Posted Dec 17 2010 12:00am

It has come to our attention that the American Society for Radiation Oncology (ASTRO) has developed new guidance on the use of palliative external beam radiation therapy (EBRT) for the management of pain associated with metastasis of cancer to bone a relatively common problem in late stage, metastatic prostate cancer.

The complete draft guideline issued by the Guidelines Subcommittee of the Clinical Affairs and Quality Committee of ASTRO is available on the ASTRO web site. In addition, a commentary on the evolution of the new guideline (by the chairman of the guideline task force) is available on the web site of Oncology News International.
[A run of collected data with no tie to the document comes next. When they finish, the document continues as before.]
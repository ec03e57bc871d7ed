use actix_web::{HttpRequest, HttpResponse, Result as ActixResult};

use super::StudentService;
use crate::models::{ApiResponse, ErrorCode};

pub async fn get_student_details(
    service: &StudentService,
    request: &HttpRequest,
    id: i64,
) -> ActixResult<HttpResponse> {
    let storage = service.get_storage(request);

    match storage.get_student_details(id).await {
        Ok(Some(details)) => Ok(HttpResponse::Ok().json(ApiResponse::success(
            details,
            "Student details retrieved successfully",
        ))),
        Ok(None) => Ok(HttpResponse::NotFound().json(ApiResponse::error_empty(
            ErrorCode::StudentNotFound,
            "Student not found",
        ))),
        Err(e) => Ok(
            HttpResponse::InternalServerError().json(ApiResponse::error_empty(
                ErrorCode::InternalServerError,
                format!("Failed to get student details: {e}"),
            )),
        ),
    }
}
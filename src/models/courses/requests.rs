use serde::{Deserialize, Serialize};
use ts_rs::TS;

use super::entities::Course;
use crate::models::common::deserialize::empty_string_as_none;

// 课程表单，字段按原样绑定，校验失败时原样回显
#[derive(Debug, Clone, Default, PartialEq, Serialize, Deserialize, TS)]
#[serde(default)]
#[ts(export, export_to = "course.ts")]
pub struct CourseForm {
    pub title: String,
    pub credits: String,
    pub department_id: String,
}

impl From<&Course> for CourseForm {
    fn from(course: &Course) -> Self {
        Self {
            title: course.title.clone(),
            credits: course.credits.to_string(),
            department_id: course.department_id.to_string(),
        }
    }
}

impl CourseForm {
    /// 表单中已选的院系，无法解析时为空
    pub fn selected_department(&self) -> Option<i64> {
        self.department_id.trim().parse().ok()
    }
}

// 校验通过后可写入的字段
#[derive(Debug, Clone, PartialEq)]
pub struct CourseChanges {
    pub title: String,
    pub credits: i32,
    pub department_id: i64,
}

// 批量调整学分参数，原样绑定后由服务层校验，空值视为未提供
#[derive(Debug, Default, Deserialize)]
pub struct CreditMultiplierParams {
    #[serde(default, deserialize_with = "empty_string_as_none")]
    pub multiplier: Option<String>,
}
use std::sync::Arc;

use crate::models::{
    PaginatedList,
    courses::{
        entities::{Course, CourseWithDepartment},
        requests::CourseChanges,
    },
    departments::entities::Department,
    enrollments::entities::{Enrollment, Grade},
    students::{
        entities::Student,
        requests::{StudentChanges, StudentListQuery},
        responses::StudentDetails,
    },
};

use crate::errors::Result;

pub mod sea_orm_storage;

#[async_trait::async_trait]
pub trait Storage: Send + Sync {
    /// 学生管理方法
    // 按搜索、排序和页码列出学生
    async fn list_students_with_pagination(
        &self,
        query: StudentListQuery,
    ) -> Result<PaginatedList<Student>>;
    // 通过ID获取学生
    async fn get_student_by_id(&self, id: i64) -> Result<Option<Student>>;
    // 获取学生及其选课和课程
    async fn get_student_details(&self, id: i64) -> Result<Option<StudentDetails>>;
    // 创建学生
    async fn create_student(&self, student: StudentChanges) -> Result<Student>;
    // 更新学生，只写入白名单字段
    async fn update_student(&self, id: i64, changes: StudentChanges) -> Result<Option<Student>>;
    // 删除学生，记录不存在时返回 false
    async fn delete_student(&self, id: i64) -> Result<bool>;
    // 学生总数
    async fn count_students(&self) -> Result<u64>;

    /// 课程管理方法
    // 列出课程及其院系
    async fn list_courses(&self) -> Result<Vec<CourseWithDepartment>>;
    // 通过ID获取课程
    async fn get_course_by_id(&self, id: i64) -> Result<Option<Course>>;
    // 获取课程及其院系
    async fn get_course_details(&self, id: i64) -> Result<Option<CourseWithDepartment>>;
    // 创建课程
    async fn create_course(&self, course: CourseChanges) -> Result<Course>;
    // 更新课程，只写入白名单字段
    async fn update_course(&self, id: i64, changes: CourseChanges) -> Result<Option<Course>>;
    // 删除课程，记录不存在时返回 false
    async fn delete_course(&self, id: i64) -> Result<bool>;
    // 所有课程学分乘以系数，返回受影响行数
    async fn multiply_course_credits(&self, multiplier: i32) -> Result<u64>;

    /// 院系管理方法
    // 按名称排序列出院系
    async fn list_departments(&self) -> Result<Vec<Department>>;
    // 创建院系
    async fn create_department(&self, name: &str) -> Result<Department>;

    /// 选课管理方法
    // 创建选课记录
    async fn create_enrollment(
        &self,
        student_id: i64,
        course_id: i64,
        grade: Option<Grade>,
    ) -> Result<Enrollment>;
}

pub async fn create_storage() -> Result<Arc<dyn Storage>> {
    let storage = sea_orm_storage::SeaOrmStorage::new_async().await?;
    Ok(Arc::new(storage))
}

/// 测试用的内存 SQLite 存储（已执行迁移）
#[cfg(test)]
pub(crate) async fn create_test_storage() -> Arc<dyn Storage> {
    Arc::new(sea_orm_storage::SeaOrmStorage::in_memory().await)
}
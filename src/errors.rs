//! 统一错误处理模块
//!
//! 使用宏自动生成错误类型，支持错误代码和类型名称。

use std::fmt;

/// 定义错误类型的宏
///
/// 自动生成：
/// - enum 定义
/// - code() 方法 - 返回错误代码
/// - error_type() 方法 - 返回错误类型名称
/// - message() 方法 - 返回错误详情
/// - 便捷构造函数
macro_rules! define_contoso_errors {
    ($(
        $variant:ident($code:literal, $type_name:literal)
    ),* $(,)?) => {
        #[derive(Debug, Clone)]
        pub enum ContosoError {
            $($variant(String),)*
        }

        impl ContosoError {
            /// 获取错误代码
            pub fn code(&self) -> &'static str {
                match self {
                    $(ContosoError::$variant(_) => $code,)*
                }
            }

            /// 获取错误类型名称
            pub fn error_type(&self) -> &'static str {
                match self {
                    $(ContosoError::$variant(_) => $type_name,)*
                }
            }

            /// 获取错误详情
            pub fn message(&self) -> &str {
                match self {
                    $(ContosoError::$variant(msg) => msg,)*
                }
            }
        }

        // 生成便捷构造函数
        paste::paste! {
            impl ContosoError {
                $(
                    pub fn [<$variant:snake>]<T: Into<String>>(msg: T) -> Self {
                        ContosoError::$variant(msg.into())
                    }
                )*
            }
        }
    };
}

define_contoso_errors! {
    DatabaseConfig("E001", "Database Configuration Error"),
    DatabaseConnection("E002", "Database Connection Error"),
    DatabaseOperation("E003", "Database Operation Error"),
    UpdateConflict("E004", "Update Conflict"),
    Validation("E005", "Validation Error"),
    NotFound("E006", "Resource Not Found"),
    Serialization("E007", "Serialization Error"),
    DateParse("E008", "Date Parse Error"),
}

impl ContosoError {
    /// 格式化为彩色输出（用于开发环境）
    #[cfg(debug_assertions)]
    pub fn format_colored(&self) -> String {
        format!(
            "\x1b[1;31m[ERROR]\x1b[0m \x1b[33m{}\x1b[0m \x1b[31m{}\x1b[0m\n  {}",
            self.code(),
            self.error_type(),
            self.message()
        )
    }

    /// 格式化为简洁输出
    pub fn format_simple(&self) -> String {
        format!("{}: {}", self.error_type(), self.message())
    }

    /// 是否为保存冲突（目标行在读取与写入之间消失或被修改）
    pub fn is_update_conflict(&self) -> bool {
        matches!(self, ContosoError::UpdateConflict(_))
    }
}

impl fmt::Display for ContosoError {
    fn fmt(&self, f: &mut fmt::Formatter<'_>) -> fmt::Result {
        write!(f, "{}", self.format_simple())
    }
}

impl std::error::Error for ContosoError {}

// 为常见的错误类型实现 From trait
impl From<sea_orm::DbErr> for ContosoError {
    fn from(err: sea_orm::DbErr) -> Self {
        match err {
            sea_orm::DbErr::RecordNotUpdated => {
                ContosoError::UpdateConflict("record was not updated".to_string())
            }
            other => ContosoError::DatabaseOperation(other.to_string()),
        }
    }
}

impl From<std::io::Error> for ContosoError {
    fn from(err: std::io::Error) -> Self {
        ContosoError::DatabaseConnection(err.to_string())
    }
}

impl From<serde_json::Error> for ContosoError {
    fn from(err: serde_json::Error) -> Self {
        ContosoError::Serialization(err.to_string())
    }
}

impl From<chrono::ParseError> for ContosoError {
    fn from(err: chrono::ParseError) -> Self {
        ContosoError::DateParse(err.to_string())
    }
}

pub type Result<T> = std::result::Result<T, ContosoError>;
use serde::Serialize;
use ts_rs::TS;

use super::entities::CourseWithDepartment;
use super::requests::CourseForm;
use crate::models::{FieldError, SelectOption, departments::entities::Department};

// 课程列表页视图模型
#[derive(Debug, Serialize, TS)]
#[ts(export, export_to = "course.ts")]
pub struct CourseIndexViewModel {
    pub courses: Vec<CourseWithDepartment>,
}

// 新建/编辑表单视图模型
#[derive(Debug, Serialize, TS)]
#[ts(export, export_to = "course.ts")]
pub struct CourseFormViewModel {
    // 新建时为空
    pub id: Option<i64>,
    pub course: CourseForm,
    // 院系下拉列表，按名称排序
    pub departments: Vec<SelectOption>,
    pub errors: Vec<FieldError>,
}

// 删除确认页视图模型
#[derive(Debug, Serialize, TS)]
#[ts(export, export_to = "course.ts")]
pub struct CourseDeleteViewModel {
    pub course: CourseWithDepartment,
    pub error_message: Option<String>,
}

// 批量调整学分页视图模型
#[derive(Debug, Serialize, TS)]
#[ts(export, export_to = "course.ts")]
pub struct CourseCreditsViewModel {
    // 未执行更新时为空
    pub rows_affected: Option<u64>,
    pub errors: Vec<FieldError>,
}

/// 构建院系下拉列表，departments 需已按名称排序
pub fn department_picklist(departments: Vec<Department>, selected: Option<i64>) -> Vec<SelectOption> {
    departments
        .into_iter()
        .map(|d| SelectOption {
            selected: Some(d.id) == selected,
            value: d.id,
            text: d.name,
        })
        .collect()
}

#[cfg(test)]
mod tests {
    use super::*;

    #[test]
    fn test_department_picklist_marks_selected() {
        let departments = vec![
            Department {
                id: 2,
                name: "Economics".into(),
            },
            Department {
                id: 1,
                name: "English".into(),
            },
        ];
        let options = department_picklist(departments, Some(1));
        assert_eq!(options.len(), 2);
        assert_eq!(options[0].text, "Economics");
        assert!(!options[0].selected);
        assert!(options[1].selected);
    }

    #[test]
    fn test_department_picklist_without_selection() {
        let departments = vec![Department {
            id: 3,
            name: "Mathematics".into(),
        }];
        let options = department_picklist(departments, None);
        assert!(options.iter().all(|o| !o.selected));
    }
}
The fundamental issue was whether palliative radiation therapy to relieve pain cause by boney metastases can or should be given in a single dose or in fractionated doses. The task force has clearly come down on the side of single dose radiation for palliative care. To quote Dr. Lutz, the chairman of the task force:

… prospective randomized trials demonstrate that single-fraction EBRT provides equivalent pain control with similar or fewer side effects. If pain recurs, a single 8-Gy fraction can be safely and effectively repeated, according to the guideline. An added advantage of single-fraction treatment is its increased efficiency.

Additional information about this specific topic is available in the links provided.

The task force did note that stereotactic body radiotherapy (SBRT) holds “theoretical” promise as a treatment for new or recurrent spine lesions, but recommended that its use be limited to highly selected patients at centers familiar with the dosing and risks of SBRT and, preferably, on a prospective trial.